AP Calc: FUN‑4 (EU), FUN‑4.B (LO), FUN‑4.B.1 (EK), FUN‑4.C (LO), FUN‑4.C.1 (EK)

## Video transcript

- [Voiceover] A particle
moves along the x-axis so that at any time T
greater than or equal to zero its velocity is given
by V of T is equal to negative T to the third power
plus six T squared plus two T. At what value of T does the particle obtain its maximum acceleration? So we want to figure
out when does it obtain its maximum acceleration. So let's just review what they gave us. They gave us velocity
as a function of time. So let's just remind ourselves. If we have let's say our
position is a function of time, so let's say X of T is
position as a function of time, then we if were to take
the derivative of that, so X prime of T, well that's going to be the
rate of change of position with respect to time or the
velocity as a function of time and if we were to take the
derivative of our velocity, then that's going to be the
rate of change of velocity with respect to time.

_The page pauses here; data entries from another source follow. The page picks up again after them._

//! Filter criteria translation
//!
//! Criteria arrive as a JSON object of `field__path[__lookup]` keys. Each key
//! is parsed against a closed set of fields and lookups, then rendered to a
//! parameterized SQL predicate. Relations (tags, components) become `EXISTS`
//! subqueries so a case never appears twice in the result.

use rusqlite::types::Value as SqlValue;
use rusqlite::{params_from_iter, Connection};
use serde_json::{Map, Value};

use crate::core::store::CaseSummary;
use crate::rpc::RpcError;

#[derive(Debug, Clone, Copy, PartialEq, Eq)]
enum Field {
    Id,
    Summary,
    Text,
    Notes,
    Author,
    Category,
    CategoryName,
    Product,
    ProductName,
    Tag,
    TagName,
    Component,
    ComponentName,
}

impl Field {
    fn parse(path: &str) -> Option<Self> {
        let field = match path {
            "pk" | "id" | "case_id" => Field::Id,
            "summary" => Field::Summary,
            "text" => Field::Text,
            "notes" => Field::Notes,
            "author" => Field::Author,
            "category" | "category__id" | "category__pk" => Field::Category,
            "category__name" => Field::CategoryName,
            "category__product" | "category__product__id" | "category__product__pk" => {
                Field::Product
            }
            "category__product__name" => Field::ProductName,
            "tag" | "tag__id" | "tag__pk" => Field::Tag,
            "tag__name" => Field::TagName,
            "component" | "component__id" | "component__pk" => Field::Component,
            "component__name" => Field::ComponentName,
            _ => return None,
        };
        Some(field)
    }

    /// Column the predicate applies to
    fn column(&self) -> &'static str {
        match self {
            Field::Id => "tc.id",
            Field::Summary => "tc.summary",
            Field::Text => "tc.text",
            Field::Notes => "tc.notes",
            Field::Author => "tc.author",
            Field::Category => "tc.category_id",
            Field::CategoryName => "c.name",
            Field::Product => "c.product_id",
            Field::ProductName => "p.name",
            Field::Tag => "tt.tag_id",
            Field::TagName => "t.name",
            Field::Component => "tcc.component_id",
            Field::ComponentName => "cmp.name",
        }
    }

    /// Subquery wrapping the predicate for many-to-many relations
    fn relation(&self) -> Option<&'static str> {
        match self {
            Field::Tag | Field::TagName => Some(
                "EXISTS (SELECT 1 FROM test_case_tags tt JOIN tags t ON t.id = tt.tag_id \
                 WHERE tt.case_id = tc.id AND {})",
            ),
            Field::Component | Field::ComponentName => Some(
                "EXISTS (SELECT 1 FROM test_case_components tcc \
                 JOIN components cmp ON cmp.id = tcc.component_id \
                 WHERE tcc.case_id = tc.id AND {})",
            ),
            _ => None,
        }
    }
}

#[derive(Debug, Clone, Copy, PartialEq, Eq)]
enum Lookup {
    Exact,
    IContains,
    In,
}

#[derive(Debug, Clone, PartialEq)]
enum Operand {
    Null,
    Scalar(SqlValue),
    List(Vec<SqlValue>),
}

#[derive(Debug, Clone, PartialEq)]
struct Clause {
    field: Field,
    lookup: Lookup,
    operand: Operand,
}

/// Parsed filter criteria for test cases
#[derive(Debug, Clone, Default, PartialEq)]
pub struct CaseFilter {
    clauses: Vec<Clause>,
}

impl CaseFilter {
    /// Parse a criteria object, rejecting unknown paths and ill-typed values
    pub fn parse(criteria: &Map<String, Value>) -> Result<Self, RpcError> {
        let mut clauses = Vec::with_capacity(criteria.len());
        for (key, value) in criteria {
            clauses.push(parse_clause(key, value)?);
        }
        Ok(Self { clauses })
    }

    /// Render the WHERE clause and its bound parameters
    fn to_sql(&self) -> (String, Vec<SqlValue>) {
        let mut sql = String::from("1=1");
        let mut params = Vec::new();

        for clause in &self.clauses {
            let column = clause.field.column();
            let predicate = match (&clause.lookup, &clause.operand) {
                (_, Operand::Null) => format!("{} IS NULL", column),
                (Lookup::IContains, Operand::Scalar(value)) => {
                    params.push(value.clone());
                    format!("{} LIKE ? ESCAPE '\\'", column)
                }
                (Lookup::In, Operand::List(values)) if values.is_empty() => "0=1".to_string(),
                (Lookup::In, Operand::List(values)) => {
                    params.extend(values.iter().cloned());
                    let marks = vec!["?"; values.len()].join(", ");
                    format!("{} IN ({})", column, marks)
                }
                (_, Operand::Scalar(value)) => {
                    params.push(value.clone());
                    format!("{} = ?", column)
                }
                (_, Operand::List(_)) => "0=1".to_string(),
            };

            let predicate = match clause.field.relation() {
                Some(template) => template.replace("{}", &predicate),
                None => predicate,
            };
            sql.push_str(" AND ");
            sql.push_str(&predicate);
        }

        (sql, params)
    }

    /// Run the filter; an unmatched filter yields an empty list
    pub fn run(&self, conn: &Connection) -> rusqlite::Result<Vec<CaseSummary>> {
        let (predicate, params) = self.to_sql();
        let sql = format!(
            r#"SELECT tc.id, tc.summary, tc.category_id, c.product_id, tc.author, tc.create_date
               FROM test_cases tc
               JOIN categories c ON c.id = tc.category_id
               JOIN products p ON p.id = c.product_id
               WHERE {}
               ORDER BY tc.id"#,
            predicate
        );

        let mut stmt = conn.prepare(&sql)?;
        let rows = stmt.query_map(params_from_iter(params), |row| {
            Ok(CaseSummary {
                case_id: row.get(0)?,
                summary: row.get(1)?,
                category_id: row.get(2)?,
                product_id: row.get(3)?,
                author: row.get(4)?,
                create_date: crate::core::store::parse_timestamp(row.get::<_, String>(5)?),
            })
        })?;
        rows.collect()
    }
}

fn parse_clause(key: &str, value: &Value) -> Result<Clause, RpcError> {
    let (path, lookup) = match key.rsplit_once("__") {
        Some((path, "exact")) => (path, Lookup::Exact),
        Some((path, "icontains")) => (path, Lookup::IContains),
        Some((path, "in")) => (path, Lookup::In),
        _ => (key, Lookup::Exact),
    };

    let field = Field::parse(path)
        .ok_or_else(|| RpcError::validation(format!("cannot filter on '{}'", key)))?;

    let operand = match lookup {
        Lookup::Exact => match value {
            Value::Null => Operand::Null,
            other => Operand::Scalar(scalar(key, other)?),
        },
        Lookup::IContains => match value {
            Value::String(s) => Operand::Scalar(SqlValue::Text(format!("%{}%", escape_like(s)))),
            _ => {
                return Err(RpcError::validation(format!(
                    "'{}' expects a string",
                    key
                )))
            }
        },
        Lookup::In => match value {
            Value::Array(items) => Operand::List(
                items
                    .iter()
                    .map(|item| scalar(key, item))
                    .collect::<Result<_, _>>()?,
            ),
            _ => {
                return Err(RpcError::validation(format!(
                    "'{}' expects a list",
                    key
                )))
            }
        },
    };

    Ok(Clause {
        field,
        lookup,
        operand,
    })
}

fn scalar(key: &str, value: &Value) -> Result<SqlValue, RpcError> {
    match value {
        Value::Bool(b) => Ok(SqlValue::Integer(i64::from(*b))),
        Value::Number(n) => n
            .as_i64()
            .map(SqlValue::Integer)
            .or_else(|| n.as_f64().map(SqlValue::Real))
            .ok_or_else(|| RpcError::validation(format!("'{}' has an unsupported number", key))),
        Value::String(s) => Ok(SqlValue::Text(s.clone())),
        Value::Null | Value::Array(_) | Value::Object(_) => Err(RpcError::validation(format!(
            "'{}' expects a scalar value",
            key
        ))),
    }
}

fn escape_like(s: &str) -> String {
    let mut escaped = String::with_capacity(s.len());
    for ch in s.chars() {
        if matches!(ch, '\\' | '%' | '_') {
            escaped.push('\\');
        }
        escaped.push(ch);
    }
    escaped
}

Well that's going to be
acceleration as a function of time. So they gave us velocity. So from velocity, we can
figure out acceleration. So let me just rewrite that. So we know that V of T is equal to negative T to the third power
plus six T squared plus two T and so from that we can figure out the acceleration as a function of time, which is just going to be the derivative with respect to T of the velocity. So just use the power rule a bunch. So that's going to be, this
is a third power right there. So negative three T squared plus two times six is twelve T to the first plus two. So that's our acceleration
as a function of time and we want to figure out when we obtain our maximum acceleration and just inspecting this
acceleration function here, we see it's a quadratic, it has a second degree polynomial and we have a negative coefficient out in front of the highest degree term, in front of the second degree term. So it is going to be a
downward opening parabola. So it is going to be a downward opening, let me draw it in the same color, so it is going to have that general shape and so it will indeed take on, it will indeed take on a maximum value. But how do we figure
out that maximum value? Well that maximum value's going to happen when the acceleration value, when the slope of its
tangent line is equal to, when the slope of its
tangent line is equal to zero and we could also verify
that it is concave downwards at that point using the
second derivative test by showing that the second
derivative is negative there. So let's do that, let's look at the first and second derivatives of
our acceleration function. So and I'll switch colors. That one's actually a
little bit hard to see. So the first derivative, the
rate of change of acceleration is going to be equal to, so this is negative six T plus 12. Now let's think about when
does this thing equal zero? Well if we subtract 12 from both sides, we get negative six T
is equal to negative 12, divide both sides by negative six, you get T is equal to two. So a couple of things. You could just say alright look, I know that this is a downward opening parabola right over here. I have a negative coefficient
on my second degree term. I know that the slope
of the tangent line here is zero at T equals two. So that's gonna be my maximum point. Or you could go a little bit further. You could take the second derivative. Let's do that just for kicks. So we could take the second derivative of our acceleration function. So this is going to be equal
to negative six, right. The derivative of negative
60 is negative six, the derivative constant is just zero. So this thing, the second
derivative is always negative. So we are always, always concave downward and so by the second derivative
test at T equals two, well at T equals two our second derivative of our acceleration function's
going to be negative and so we know that this
is our maximum value. Our max at T is equal to two. So at what value of T does the particle obtain its maximum acceleration? At T is equal to two.